MEMORY, HISTORY, MANDELA EFFECT, AND TIME MIRRORS
For some time, as a regular feature of comments and conversation in this website's vidchats, we've been talking about the epistemological warfare being waged in our time, and against virtually every institution. For example, for many I've entertained a very high octane speculative hypothesis about the so-called "Mandela effect" as being an experiment both in social engineering, and as an experiment in the possibilities of the "observer effect" on the macro, and not quantum, scales. One may get a handle on this speculation by posing a simple question: what happens - if anything at all - when a group observer has its memory altered or changed while another group does not? Minimally, one may say that this creates two very different timelines, at least mentally. But how - if at all - would this spill over into the physical world.
And just for the record, before anyone starts emailing me about the spelling of Barenstein Bears or Jiff[y] peanut butter or all the things that most people think of as belonging to the "Mandela Effect", I do not include these things in my understanding of the effect. I include events and most frequently, the timing of the event and who was involved. Typically, this means the deaths of famous people, when they died, and under what circumstances. In that case, one may count me as an experiencer of the effect, and I know two people in my circle of acquaintances that also remember famous people as having died at times and under circumstances later "shown" to be "untrue." And no, neither they nor I are people given to confecting tall tales, in we all have relatively good memories for detail.
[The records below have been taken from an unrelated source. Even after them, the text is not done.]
// handlers/mod.rs - HTTP handlers, one module per resource
//
// Reads are public. Writes go through `ensure_logged_in`, which on these
// routes means admin only; `/users/:username` allows the owner as well.

pub mod companies;
pub mod jobs;
pub mod users;

use axum::{extract::State, http::StatusCode, response::IntoResponse, Json};
use serde_json::{json, Value};

use crate::database::DatabaseManager;
use crate::error::ApiError;
use crate::AppState;

/// Extractor rejections become 400s in the usual error envelope
pub(crate) fn rejected(rejection: impl std::fmt::Display) -> ApiError {
    ApiError::bad_request(rejection.to_string())
}

pub async fn root() -> Json<Value> {
    Json(json!({
        "success": true,
        "data": {
            "name": "Jobly API",
            "version": env!("CARGO_PKG_VERSION"),
            "endpoints": {
                "companies": "/companies[/:handle] (GET public, writes admin)",
                "jobs": "/jobs[/:id] (GET public, writes admin)",
                "users": "/users/:username (owner or admin)",
            }
        }
    }))
}

pub async fn health(State(state): State<AppState>) -> impl IntoResponse {
    let now = chrono::Utc::now();

    match DatabaseManager::health_check(&state.pool).await {
        Ok(_) => (
            StatusCode::OK,
            Json(json!({
                "success": true,
                "data": {
                    "status": "ok",
                    "timestamp": now,
                    "database": "ok"
                }
            })),
        ),
        Err(e) => {
            tracing::warn!("Health check failed: {}", e);
            (
                StatusCode::SERVICE_UNAVAILABLE,
                Json(json!({
                    "success": false,
                    "error": "database unavailable",
                    "data": {
                        "status": "degraded",
                        "timestamp": now
                    }
                })),
            )
        }
    }
}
The bottom line for me was that these three examples which included my own personal experience convinced me that someone was deliberately playing with collective memories in a very big way.
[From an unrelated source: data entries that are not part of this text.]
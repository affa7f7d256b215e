mod common;

use anyhow::Result;
use axum::http::{Method, StatusCode};
use serde_json::{json, Value};

use common::{db_app, request, send, token, TestDb};
use jobly_api::database::models::{Company, CompanyFilter, Job, JobFilter, NewCompany};
use jobly_api::database::UpdatePayload;
use jobly_api::error::ApiError;

fn handles(companies: &[Company]) -> Vec<&str> {
    companies.iter().map(|c| c.handle.as_str()).collect()
}

fn new_company() -> NewCompany {
    NewCompany {
        handle: "new".into(),
        name: "New".into(),
        description: "New Description".into(),
        num_employees: Some(1),
        logo_url: Some("http://new.img".into()),
    }
}

#[tokio::test]
async fn create_works_and_rejects_duplicates() -> Result<()> {
    let Some(db) = TestDb::acquire().await? else { return Ok(()) };

    let company = Company::create(&db.pool, new_company()).await?;
    assert_eq!(company.handle, "new");
    assert_eq!(company.num_employees, Some(1));

    let err = Company::create(&db.pool, new_company()).await.unwrap_err();
    assert_eq!(err, ApiError::conflict("Duplicate company: new"));

    let same_name = NewCompany { handle: "other".into(), ..new_company() };
    let err = Company::create(&db.pool, same_name).await.unwrap_err();
    assert!(matches!(err, ApiError::Conflict(_)), "{:?}", err);
    Ok(())
}

#[tokio::test]
async fn find_all_applies_filters() -> Result<()> {
    let Some(db) = TestDb::acquire().await? else { return Ok(()) };

    let cases: Vec<(CompanyFilter, Vec<&str>)> = vec![
        (CompanyFilter::default(), vec!["c1", "c2", "c3"]),
        (CompanyFilter { name_like: Some("1".into()), ..Default::default() }, vec!["c1"]),
        (CompanyFilter { min_employees: Some(2), ..Default::default() }, vec!["c2", "c3"]),
        (CompanyFilter { max_employees: Some(2), ..Default::default() }, vec!["c1", "c2"]),
        (
            CompanyFilter { min_employees: Some(2), max_employees: Some(2), ..Default::default() },
            vec!["c2"],
        ),
    ];

    for (filter, expected) in cases {
        let companies = Company::find_all(&db.pool, &filter).await?;
        assert_eq!(handles(&companies), expected, "{:?}", filter);
    }

    let inverted = CompanyFilter { min_employees: Some(3), max_employees: Some(1), ..Default::default() };
    assert!(matches!(
        Company::find_all(&db.pool, &inverted).await,
        Err(ApiError::BadRequest(_))
    ));
    Ok(())
}

#[tokio::test]
async fn get_includes_jobs() -> Result<()> {
    let Some(db) = TestDb::acquire().await? else { return Ok(()) };

    let detail = Company::get(&db.pool, "c1").await?;
    assert_eq!(detail.company.name, "C1");
    assert_eq!(detail.jobs.len(), 1);
    assert_eq!(detail.jobs[0].title, "J1");

    let err = Company::get(&db.pool, "nope").await.unwrap_err();
    assert_eq!(err, ApiError::not_found("No company: nope"));
    Ok(())
}

#[tokio::test]
async fn update_uses_column_aliases() -> Result<()> {
    let Some(db) = TestDb::acquire().await? else { return Ok(()) };

    let payload = UpdatePayload::new()
        .with("numEmployees", 10)
        .with("logoUrl", Value::Null);
    let company = Company::update(&db.pool, "c1", payload).await?;

    assert_eq!(company.num_employees, Some(10));
    assert_eq!(company.logo_url, None);
    assert_eq!(company.name, "C1");

    let err = Company::update(&db.pool, "c1", UpdatePayload::new().with("name", "C2"))
        .await
        .unwrap_err();
    assert_eq!(err, ApiError::conflict("Duplicate company: C2"));

    let err = Company::update(&db.pool, "nope", UpdatePayload::new().with("name", "X"))
        .await
        .unwrap_err();
    assert!(matches!(err, ApiError::NotFound(_)));
    Ok(())
}

#[tokio::test]
async fn remove_cascades_to_jobs() -> Result<()> {
    let Some(db) = TestDb::acquire().await? else { return Ok(()) };

    Company::remove(&db.pool, "c1").await?;
    assert!(matches!(Company::get(&db.pool, "c1").await, Err(ApiError::NotFound(_))));

    let jobs = Job::find_all(&db.pool, &JobFilter::default()).await?;
    assert!(jobs.iter().all(|j| j.company != "c1"));

    assert!(matches!(Company::remove(&db.pool, "c1").await, Err(ApiError::NotFound(_))));
    Ok(())
}

#[tokio::test]
async fn http_create_and_list() -> Result<()> {
    let Some(db) = TestDb::acquire().await? else { return Ok(()) };
    let app = db_app(db.pool.clone())?;

    let body = json!({
        "handle": "new",
        "name": "New",
        "description": "New Description",
        "numEmployees": 1,
        "logoUrl": "http://new.img"
    });

    let (status, _) = send(
        &app,
        request(Method::POST, "/companies", Some(&token("u1", false)), Some(body.clone())),
    )
    .await?;
    assert_eq!(status, StatusCode::UNAUTHORIZED);

    let (status, created) = send(
        &app,
        request(Method::POST, "/companies", Some(&token("admin", true)), Some(body)),
    )
    .await?;
    assert_eq!(status, StatusCode::CREATED, "{}", created);
    assert_eq!(created["data"]["numEmployees"], 1);

    let (status, listed) =
        send(&app, request(Method::GET, "/companies?nameLike=new", None, None)).await?;
    assert_eq!(status, StatusCode::OK);
    assert_eq!(listed["data"][0]["handle"], "new");

    let (status, user) =
        send(&app, request(Method::GET, "/users/u1", Some(&token("u1", false)), None)).await?;
    assert_eq!(status, StatusCode::OK);
    assert_eq!(user["data"]["email"], "user1@user.com");
    Ok(())
}

#[tokio::test]
async fn http_create_rejects_bad_handles() -> Result<()> {
    let Some(db) = TestDb::acquire().await? else { return Ok(()) };
    let app = db_app(db.pool.clone())?;
    let admin = token("admin", true);

    let cases = [
        ("x".repeat(30), "handle must be at most 25 characters"),
        ("UPPER".to_string(), "handle must be lowercase"),
    ];

    for (handle, message) in cases {
        let body = json!({
            "handle": handle,
            "name": "Bad Handle",
            "description": "Desc"
        });
        let (status, response) =
            send(&app, request(Method::POST, "/companies", Some(&admin), Some(body))).await?;
        assert_eq!(status, StatusCode::BAD_REQUEST, "{}", response);
        assert_eq!(response["message"], message);
    }

    let companies = Company::find_all(&db.pool, &CompanyFilter::default()).await?;
    assert_eq!(handles(&companies), vec!["c1", "c2", "c3"]);
    Ok(())
}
It's not as difficult as it sounds, for in the age of mass media manipulation, we've all seen how easy it can be to create narratives that are simply untrue, and weaponize them for political purposes. What I am suggesting is that the Mandela effect may emcompass social engineering experiments that are using a group observer effect for "cosmological", rather than merely political, purposes. It's a version of the multi-verse theory of quantum mechanics, but with a key difference: the different timelines do not exist in separate universes, but coexist in this universe, a disquieting conclusion that might carry its own dire physical implications. Consider only Aristotle's observation that two contradictory attributes cannot coinhere in the same object at the same time, which, in this strange world of the Mandela Effect, is less a tenet of Aristotelian metaphysics and epistemology, and more of a metaphysical and epistemological warning.
And that brings me to today's article that was spotted and shared by T.M., for which we are very grateful. The subject concerns the possibility of "time mirrors", a technology that "flips" the "reflection" of time itself:
‘Time mirrors’ are actually a real thing, experts say: ‘Like pressing undo on the universe’
Firstly, notice the description of what the "time mirror" actually does:
Physicists in New York have pulled off what sounds like a page ripped from a sci-fi script: They’ve confirmed that “time mirrors,” a trippy phenomenon where waves literally reverse in time — are real.
The mind-bending experiment, led by Dr. Hussein Moussa at the Advanced Science Research Center at CUNY, involved tinkering with a futuristic “metamaterial” — a strip of metal embedded with electronic components.
When juiced with a precise burst of energy, the setup caused an electromagnetic wave to do the impossible: to flip the direction of time, as reported by Earth.com — or, as one TikTokker put it, “Like pressing undo on the universe.”
Now before we get to the "whopper doozie" part of the article, let's stop here and notice the implication that occurred to me when I read this: could this be the very technology behind the Mandela Effect? Possibly, especially if one remembers a basic rule of thumb when considering exotic black projects research: the actual state of the research and what we're being told about it are two different things, and what we're told about it usually lags behind the actual state of accomplishment in a particular area or research project, sometimes far behind.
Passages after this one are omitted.